Saídas silenciosas

Saídas silenciosas

Depois de se mudar, um dia, a tristeza disse que não mais apareceria. Gostava da outra casa. O piso de taco, a proximidade com a fumaça dos carros e dos ônibus e o sol constante irradiavam muito calor. Quatro anos num apartamento frio e gelado (não são sinônimos) desmotivavam a permanência no novo endereço.

Tempos depois, a doença se despediu. Culpou as duas recentes cirurgias, os hábitos de alimentação melhorados, os exercícios diários. Na tinha graça realizar tanto trabalho pra conseguir uma simples tosse.

Não tardou para que o desespero e a ansiedade juntassem as malas.

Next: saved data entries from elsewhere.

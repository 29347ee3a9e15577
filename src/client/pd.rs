//! Placement-driver client: the coordinator that knows every storage node.

use crate::client::http::{base_url, build_http_client, check_status, classify};
use crate::models::{ClusterConfig, LodeError, Result, SecurityConfig, Store, StoreState};
use async_trait::async_trait;
use serde::Deserialize;
use tracing::debug;

/// Source of the current storage-node list.
#[async_trait]
pub trait StoreDirectory: Send + Sync {
    /// Every node the coordinator knows about, in any state.
    ///
    /// A failure here is fatal for fleet commands: without the list no node
    /// can be addressed.
    async fn list_stores(&self) -> Result<Vec<Store>>;
}

#[derive(Debug, Deserialize)]
struct StoresResponse {
    #[serde(default)]
    count: usize,
    #[serde(default)]
    stores: Vec<StoreEntry>,
}

#[derive(Debug, Deserialize)]
struct StoreEntry {
    store: StoreMeta,
}

#[derive(Debug, Deserialize)]
struct StoreMeta {
    id: u64,
    address: String,
    #[serde(default)]
    state_name: String,
    #[serde(default)]
    version: String,
}

impl From<StoreMeta> for Store {
    fn from(meta: StoreMeta) -> Self {
        Store {
            id: meta.id,
            address: meta.address,
            state: StoreState::from_state_name(&meta.state_name),
            version: meta.version,
        }
    }
}

/// HTTP client for the placement driver.
pub struct PdClient {
    client: reqwest::Client,
    base_url: String,
}

impl PdClient {
    pub fn new(cluster: &ClusterConfig, security: &SecurityConfig) -> Result<Self> {
        Ok(Self {
            client: build_http_client(security, cluster.timeout())?,
            base_url: base_url(security, &cluster.pd_addr),
        })
    }
}

#[async_trait]
impl StoreDirectory for PdClient {
    async fn list_stores(&self) -> Result<Vec<Store>> {
        let url = format!("{}/pd/api/v1/stores", self.base_url);
        let response = self
            .client
            .get(&url)
            .send()
            .await
            .map_err(|e| classify("placement driver", e))?;

        let body: StoresResponse = check_status(response)
            .await
            .map_err(|e| LodeError::BackendUnavailable {
                what: format!("placement driver at {}", self.base_url),
                source: Some(Box::new(e)),
            })?
            .json()
            .await
            .map_err(|e| LodeError::Parse(format!("Failed to parse store list: {e}")))?;

        debug!(count = body.count, listed = body.stores.len(), "Fetched store list");
        Ok(body.stores.into_iter().map(|entry| entry.store.into()).collect())
    }
}

#[cfg(test)]
mod tests {
    use super::*;

    #[test]
    fn test_parse_store_list() {
        let json = r#"{
            "count": 2,
            "stores": [
                {"store": {"id": 1, "address": "10.0.0.1:20160", "state_name": "Up", "version": "7.5.0"},
                 "status": {"capacity": "1TiB"}},
                {"store": {"id": 4, "address": "10.0.0.2:20160", "state_name": "Tombstone"}}
            ]
        }"#;
        let body: StoresResponse = serde_json::from_str(json).unwrap();
        let stores: Vec<Store> = body.stores.into_iter().map(|e| e.store.into()).collect();

        assert_eq!(stores.len(), 2);
        assert_eq!(stores[0].state, StoreState::Up);
        assert_eq!(stores[0].version, "7.5.0");
        assert_eq!(stores[1].id, 4);
        assert_eq!(stores[1].state, StoreState::Tombstone);
        assert!(stores[1].version.is_empty());
    }
}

Satisfação nos estudos, organização, decisão sobre o futuro, retomadas de amizades de verdade, aprofundamento das novas deixavam o campo muito leve e protegido. As duas não conseguiam fincar raízes.

A solidão se sentiu só. Queria as outras parceiras. Quando percebeu que ele se bastava, se entendia, se aceitava, ela ficou acuada. Logo ela. Sumiu sem que fosse notada.

Por fim, o drama quis ir embora. Enxergava com mais clareza, com simplicidade, com bondade, com caridade. Mas foi barrado. O drama tinha utilidade. Iria ficar nas páginas dos textos. Este motor ainda estava novo.

José Eduardo Brum

3 Responses

  1. Que a tristeza parta, sem bilhete de regresso… E que a felicidade entre sem bater. Excelente texto!

  2. Se há uma certeza nesta vida é que a gente está mudando o tempo todo, ainda mais quando não estamos prestando atenção. Como esta mudança acontece é que cabe a nós. Pode ser simplesmente uma renovação celular, ou jogar os braços para cima na montanha-russa. Entre sem bater.